Livestock health and its relationship with contagious diseases

Professor Andy Peters, programme director of the University of Edinburgh’s Supporting Evidence Based Interventions (SEBI) project, discusses livestock health and its relationship with contagious diseases.

Livestock health plays a crucial role in our lives. Livestock provides meat, milk, and eggs to help humans maintain a healthy diet. These animals create income opportunities for producers and farmers and, for the world’s poorest, provide a financial safety net. Livestock can catch diseases from wild species and share those diseases with us, which can impact the environment.

COVID-19 appears to have originated in bats – as did many other deadly diseases such as rabies, Ebola and SARS. While research teams are still working tirelessly to understand the virus, it is a lack of data on animal health, in this case wildlife, that has left the world exposed to a disease that can ‘jump’ the species barrier.

To recover from the COVID-19 pandemic and build resilience to other zoonotic diseases, policy-makers need more data about animal health as it relates to our own. The current gaps in data create challenges in maintaining human health on a global scale, as more than 60% of emerging infectious diseases in humans originated in animals. Addressing the holes in our scientific knowledge will therefore be crucial to help prevent future outbreaks. It can also minimise the direct and indirect consequences of disease outbreaks on health, livelihoods, and economies.

Livestock and wild animal health

Wild animals and livestock can act as efficient early warning systems to help track diseases: they share the same environment but spend more time outdoors than humans, increasing their exposure to disease. Given the health threats that humans and animals share, the latter are a good forecaster of public health and environmental threats to come. Such strategies that relate human to animal health – something we call “One Health” – are being severely under-utilised, limiting not only our ability to fight diseases, but also leaving us unable to fully address the impacts of the pandemic on livelihoods and food security.

COVID-19 has laid bare the consequences of a lack of investment in improving livestock data across a range of complex social and economic issues, especially in low and middle-income countries. As more than 100 million additional people are expected to go hungry this year due to lockdowns and economic recessions, evidence-based interventions cannot wait.

More accurate data on the prevalence of animal disease is important, but as we have seen with COVID-19 mortality and case reporting, it may not be sufficient to provide a full picture of health or infection risk. The same is true with mortality rates among livestock. Researchers from SEBI are working on alternative measures like new-born mortality to give a more accurate indication of livestock health. This can be useful for both human health and zoonotic disease, and livelihoods.

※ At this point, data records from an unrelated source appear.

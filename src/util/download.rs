//! Client-side file download via Blob URLs.

#[cfg(test)]
#[path = "download_test.rs"]
mod download_test;

/// Build the export filename for a kit topic.
///
/// Spaces become underscores and characters outside `[A-Za-z0-9 _-]` are
/// dropped, matching the backend's attachment naming; topics longer than 30
/// characters are truncated. A topic with nothing usable falls back to
/// `kit.txt`.
pub fn export_file_name(topic: &str) -> String {
    let safe: String = topic
        .chars()
        .take(30)
        .filter(|c| c.is_ascii_alphanumeric() || matches!(c, ' ' | '_' | '-'))
        .collect();
    let safe = safe.trim().replace(' ', "_");
    if safe.is_empty() {
        "kit.txt".to_owned()
    } else {
        format!("{safe}_kit.txt")
    }
}

/// Trigger a browser download of `bytes` under `filename`.
///
/// Builds an object URL for a one-part blob and clicks a detached anchor.
/// Failures are logged and swallowed; the user can simply retry the export.
pub fn save_file(filename: &str, bytes: &[u8]) {
    #[cfg(feature = "hydrate")]
    {
        use wasm_bindgen::JsCast;

        let Some(document) = web_sys::window().and_then(|window| window.document()) else {
            return;
        };

        let parts = js_sys::Array::new();
        parts.push(&js_sys::Uint8Array::from(bytes));
        let Ok(blob) = web_sys::Blob::new_with_u8_array_sequence(&parts) else {
            leptos::logging::warn!("download: could not build blob for {filename}");
            return;
        };
        let Ok(url) = web_sys::Url::create_object_url_with_blob(&blob) else {
            leptos::logging::warn!("download: could not create object url for {filename}");
            return;
        };

        if let Ok(element) = document.create_element("a") {
            if let Ok(anchor) = element.dyn_into::<web_sys::HtmlAnchorElement>() {
                anchor.set_href(&url);
                anchor.set_download(filename);
                anchor.click();
            }
        }
        let _ = web_sys::Url::revoke_object_url(&url);
    }
    #[cfg(not(feature = "hydrate"))]
    {
        let _ = (filename, bytes);
    }
}
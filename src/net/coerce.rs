//! Total coercion of loosely-shaped backend values into display shapes.
//!
//! DESIGN
//! ======
//! Generation output comes from a language model: list sections arrive as
//! arrays of strings, arrays of objects, comma-joined strings, or wrapped
//! one level deep. Every function here accepts any `serde_json::Value` and
//! returns a canonical value without panicking; uninterpretable input
//! becomes the empty canonical value, never an error.

#[cfg(test)]
#[path = "coerce_test.rs"]
mod coerce_test;

use serde_json::Value;

use crate::net::types::{Short, Thumbnail};

/// Keys a wrapped list may hide under, tried in order.
const LIST_KEYS: [&str; 4] = ["items", "titles", "hooks", "tags"];

/// Keys a plain-string section may hide under, tried in order.
const STRING_KEYS: [&str; 4] = ["script", "text", "content", "value"];

/// Coerce a value into a list of non-empty trimmed strings.
///
/// Arrays are flattened element-wise: strings pass through, objects
/// contribute their `title` or `text` field (else the space-joined
/// concatenation of their string-valued fields), other scalars are
/// stringified. A single string splits on newlines and commas. A non-array
/// object is unwrapped through the first of `items`/`titles`/`hooks`/`tags`
/// holding a sequence. Anything else yields an empty list.
pub fn to_string_list(value: &Value) -> Vec<String> {
    match value {
        Value::Array(items) => items
            .iter()
            .map(flatten_list_entry)
            .map(|entry| entry.trim().to_owned())
            .filter(|entry| !entry.is_empty())
            .collect(),
        Value::String(text) => text
            .split(['\n', ','])
            .map(str::trim)
            .filter(|piece| !piece.is_empty())
            .map(ToOwned::to_owned)
            .collect(),
        Value::Object(map) => {
            for key in LIST_KEYS {
                if let Some(nested) = map.get(key) {
                    if nested.is_array() {
                        return to_string_list(nested);
                    }
                }
            }
            Vec::new()
        }
        _ => Vec::new(),
    }
}

/// One list element reduced to display text. Empty output is dropped by the
/// caller.
fn flatten_list_entry(value: &Value) -> String {
    match value {
        Value::String(text) => text.clone(),
        Value::Object(map) => {
            for key in ["title", "text"] {
                if let Some(Value::String(text)) = map.get(key) {
                    return text.clone();
                }
            }
            map.values()
                .filter_map(Value::as_str)
                .collect::<Vec<_>>()
                .join(" ")
        }
        Value::Null | Value::Array(_) => String::new(),
        other => other.to_string(),
    }
}

/// Coerce a value into a list of shorts, keeping only string-typed
/// `title`/`script` fields and dropping entries where both are empty.
pub fn to_shorts_list(value: &Value) -> Vec<Short> {
    let Value::Array(items) = value else {
        return Vec::new();
    };

    items
        .iter()
        .filter_map(|item| {
            let title = item
                .get("title")
                .and_then(Value::as_str)
                .unwrap_or_default()
                .to_owned();
            let script = item
                .get("script")
                .and_then(Value::as_str)
                .unwrap_or_default()
                .to_owned();
            if title.is_empty() && script.is_empty() {
                None
            } else {
                Some(Short { title, script })
            }
        })
        .collect()
}

/// Coerce a value into a thumbnail record; non-records and missing or
/// non-string fields yield empty strings.
pub fn to_thumbnail(value: &Value) -> Thumbnail {
    Thumbnail {
        text: value
            .get("text")
            .and_then(Value::as_str)
            .unwrap_or_default()
            .to_owned(),
        prompt: value
            .get("prompt")
            .and_then(Value::as_str)
            .unwrap_or_default()
            .to_owned(),
    }
}

/// Extract a non-empty trimmed string from a value.
///
/// Plain strings are used directly; records are probed through `script`,
/// `text`, `content`, `value` in that order. `None` means no usable text.
pub fn pick_non_empty_string(value: &Value) -> Option<String> {
    match value {
        Value::String(text) => {
            let trimmed = text.trim();
            if trimmed.is_empty() {
                None
            } else {
                Some(trimmed.to_owned())
            }
        }
        Value::Object(map) => {
            for key in STRING_KEYS {
                if let Some(Value::String(text)) = map.get(key) {
                    let trimmed = text.trim();
                    if !trimmed.is_empty() {
                        return Some(trimmed.to_owned());
                    }
                }
            }
            None
        }
        _ => None,
    }
}

/// Merge a regenerated thumbnail value into `previous`, field by field.
///
/// New non-empty `text`/`prompt` win independently; a bare string counts as
/// a candidate prompt only. Unusable input returns `previous` unchanged, so
/// a degraded regenerate never erases a good thumbnail.
pub fn normalize_thumbnail(value: &Value, previous: &Thumbnail) -> Thumbnail {
    match value {
        Value::String(text) => {
            let prompt = text.trim();
            if prompt.is_empty() {
                previous.clone()
            } else {
                Thumbnail {
                    text: previous.text.clone(),
                    prompt: prompt.to_owned(),
                }
            }
        }
        Value::Object(map) => {
            let text = map
                .get("text")
                .and_then(Value::as_str)
                .map(str::trim)
                .filter(|text| !text.is_empty());
            let prompt = map
                .get("prompt")
                .and_then(Value::as_str)
                .map(str::trim)
                .filter(|prompt| !prompt.is_empty());
            Thumbnail {
                text: text.map_or_else(|| previous.text.clone(), ToOwned::to_owned),
                prompt: prompt.map_or_else(|| previous.prompt.clone(), ToOwned::to_owned),
            }
        }
        _ => previous.clone(),
    }
}
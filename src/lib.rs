//! # kit-studio
//!
//! Leptos + WASM front-end for the content-kit generation backend.
//! Collects a topic, renders the generated kit (hooks, titles, description,
//! tags, thumbnail, shorts, long script), supports per-section regeneration
//! and plain-text export, and lists recently generated kits for reload.
//!
//! The backend is a language-model-backed service, so response payloads can
//! arrive partial or loosely shaped; the `net::coerce` layer normalizes them
//! and `state::kit` reconciles regenerated sections without losing data.

pub mod app;
pub mod components;
pub mod net;
pub mod pages;
pub mod state;
pub mod util;

/// WASM entry point — hydrates the server-rendered body.
#[cfg(feature = "hydrate")]
#[wasm_bindgen::prelude::wasm_bindgen]
pub fn hydrate() {
    console_error_panic_hook::set_once();
    let _ = console_log::init_with_level(log::Level::Debug);
    leptos::mount::hydrate_body(app::App);
}
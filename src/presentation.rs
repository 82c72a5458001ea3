//! Presentation layer
//!
//! This module contains UI widgets and their configuration:
//! - Drawer, overlay and demo content widgets
//! - Configuration (styles, keybindings)

pub mod config;
pub mod widgets;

This strengthening of data on animal health could also eventually be adapted to create more accurate models for measuring human public health, and the potential long-term impact of diseases. Once collected and applied, better data can then help improve animal and human health, and as a result, economic prospects.

Animal health and food security

Livestock also play an important role in food security, rural livelihoods and in economic growth and resilience. However, its role is often poorly understood and underestimated. For example, pastoralism is the main source of income of an estimated 268 million people across Africa, especially in dryland areas. In times of crisis, detailed quantitative knowledge about the livestock sector should be readily available so that the best decisions can be made as to where to put resources.

One way to expand knowledge quickly is by using machine learning, which can help harvest data from the enormous amount of scientific literature on livestock health and development to help accelerate research and interventions. SEBI researchers, with colleagues from The Bayes Centre at the University of Edinburgh, and SAS, the leader in cutting-edge analytics, have devised an automated tool to extract and summarise evidence from academic publications to improve the quality and efficacy of livestock interventions in sub-Saharan Africa. Such a project could reduce the time it takes to complete a systematic literature review for a country from three months to a matter of hours and help respond to the urgency the pandemic has created more effectively.

Animal health is intrinsically linked to human health, whether through our shared diseases or through the livelihoods and prospects provided by livestock. The more we know about animal disease and the contributions of livestock to nutrition and economies, the better we can take care of our own health and protect vulnerable people’s livelihoods now and in years to come. If the world is to learn from the COVID-19 pandemic to prevent future shocks, both the public and private sector must recognise the importance of livestock data and commit investment to improving and making it open and accessible worldwide.